» What the exercise asks
Make your reply a word-for-word repeat of the records.
+---+
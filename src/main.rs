use anyhow::{bail, Context};
use flexi_logger::Logger;
use sols_deconvolver::io::read_volume;
use sols_deconvolver::{DataVolume, Deconvolver, PrecomputedModel, RunFile};
use std::fs::File;
use std::io::BufReader;
use std::path::{Path, PathBuf};
use std::sync::atomic::AtomicBool;
use std::sync::{Arc, RwLock};
use std::thread;
use std::time::Duration;

const PROGRESS_INTERVAL: Duration = Duration::from_millis(500);

fn load_run_file(path: &Path) -> anyhow::Result<RunFile> {
    let file = File::open(path).with_context(|| format!("cannot open run file {path:?}"))?;
    serde_json::from_reader(BufReader::new(file))
        .with_context(|| format!("cannot parse run file {path:?}"))
}

/// Fraction to report when the shared progress moved since the last report.
fn progress_update(last_reported: Option<f32>, current: Option<f32>) -> Option<f32> {
    current.filter(|fraction| Some(*fraction) != last_reported)
}

fn main() -> anyhow::Result<()> {
    let _logger = Logger::try_with_env_or_str("info")?.start()?;

    let Some(run_path) = std::env::args_os().nth(1).map(PathBuf::from) else {
        bail!("usage: sols-deconvolve <run-file.json>");
    };
    let run = load_run_file(&run_path)?;

    // configuration errors are reported before any volume is loaded
    let deconvolver = Deconvolver::new(run.parameters.clone(), &run.save_options)?;
    log::info!("save plan: {:?}", deconvolver.save_plan());

    let data = DataVolume::new(read_volume(&run.data_file)?)?;
    log::info!("loaded data {:?} from {:?}", data.shape(), run.data_file);
    let model = PrecomputedModel::from_files(&run.kernel_file, &run.transform_file)?;

    let progress_lock: Arc<RwLock<Option<f32>>> = Arc::new(RwLock::new(None));
    let abort_flag = Arc::new(AtomicBool::new(false));

    let result = thread::scope(|scope| {
        let worker = scope.spawn(|| deconvolver.deconvolve(&data, &model, &progress_lock, &abort_flag));
        let mut last_reported = None;
        while !worker.is_finished() {
            if let Ok(progress) = progress_lock.read() {
                if let Some(fraction) = progress_update(last_reported, *progress) {
                    log::info!("progress {:.0} %", fraction * 100.0);
                    last_reported = Some(fraction);
                }
            }
            thread::sleep(PROGRESS_INTERVAL);
        }
        worker.join()
    });

    let deconvolved = match result {
        Ok(outcome) => outcome?,
        Err(_) => bail!("deconvolution thread panicked"),
    };
    log::info!(
        "reconstruction {:?} done{}",
        deconvolved.reconstruction.dim(),
        deconvolved
            .progression
            .as_ref()
            .map(|stack| format!(", {} progression snapshots", stack.dim().0))
            .unwrap_or_default()
    );
    Ok(())
}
+---+
» Response to this exercise
filename src/main.rs
use anyhow::{bail, Context};
use flexi_logger::Logger;
use sols_deconvolver::io::read_volume;
use sols_deconvolver::{DataVolume, Deconvolver, PrecomputedModel, RunFile};
use std::fs::File;
use std::io::BufReader;
use std::path::{Path, PathBuf};
use std::sync::atomic::AtomicBool;
use std::sync::{Arc, RwLock};
use std::thread;
use std::time::Duration;

const PROGRESS_INTERVAL: Duration = Duration::from_millis(500);

fn load_run_file(path: &Path) -> anyhow::Result<RunFile> {
    let file = File::open(path).with_context(|| format!("cannot open run file {path:?}"))?;
    serde_json::from_reader(BufReader::new(file))
        .with_context(|| format!("cannot parse run file {path:?}"))
}

/// Fraction to report when the shared progress moved since the last report.
fn progress_update(last_reported: Option<f32>, current: Option<f32>) -> Option<f32> {
    current.filter(|fraction| Some(*fraction) != last_reported)
}

fn main() -> anyhow::Result<()> {
    let _logger = Logger::try_with_env_or_str("info")?.start()?;

    let Some(run_path) = std::env::args_os().nth(1).map(PathBuf::from) else {
        bail!("usage: sols-deconvolve <run-file.json>");
    };
    let run = load_run_file(&run_path)?;

    // configuration errors are reported before any volume is loaded
    let deconvolver = Deconvolver::new(run.parameters.clone(), &run.save_options)?;
    log::info!("save plan: {:?}", deconvolver.save_plan());

    let data = DataVolume::new(read_volume(&run.data_file)?)?;
    log::info!("loaded data {:?} from {:?}", data.shape(), run.data_file);
    let model = PrecomputedModel::from_files(&run.kernel_file, &run.transform_file)?;

    let progress_lock: Arc<RwLock<Option<f32>>> = Arc::new(RwLock::new(None));
    let abort_flag = Arc::new(AtomicBool::new(false));

    let result = thread::scope(|scope| {
        let worker = scope.spawn(|| deconvolver.deconvolve(&data, &model, &progress_lock, &abort_flag));
        let mut last_reported = None;
        while !worker.is_finished() {
            if let Ok(progress) = progress_lock.read() {
                if let Some(fraction) = progress_update(last_reported, *progress) {
                    log::info!("progress {:.0} %", fraction * 100.0);
                    last_reported = Some(fraction);
                }
            }
            thread::sleep(PROGRESS_INTERVAL);
        }
        worker.join()
    });

    let deconvolved = match result {
        Ok(outcome) => outcome?,
        Err(_) => bail!("deconvolution thread panicked"),
    };
    log::info!(
        "reconstruction {:?} done{}",
        deconvolved.reconstruction.dim(),
        deconvolved
            .progression
            .as_ref()
            .map(|stack| format!(", {} progression snapshots", stack.dim().0))
            .unwrap_or_default()
    );
    Ok(())
}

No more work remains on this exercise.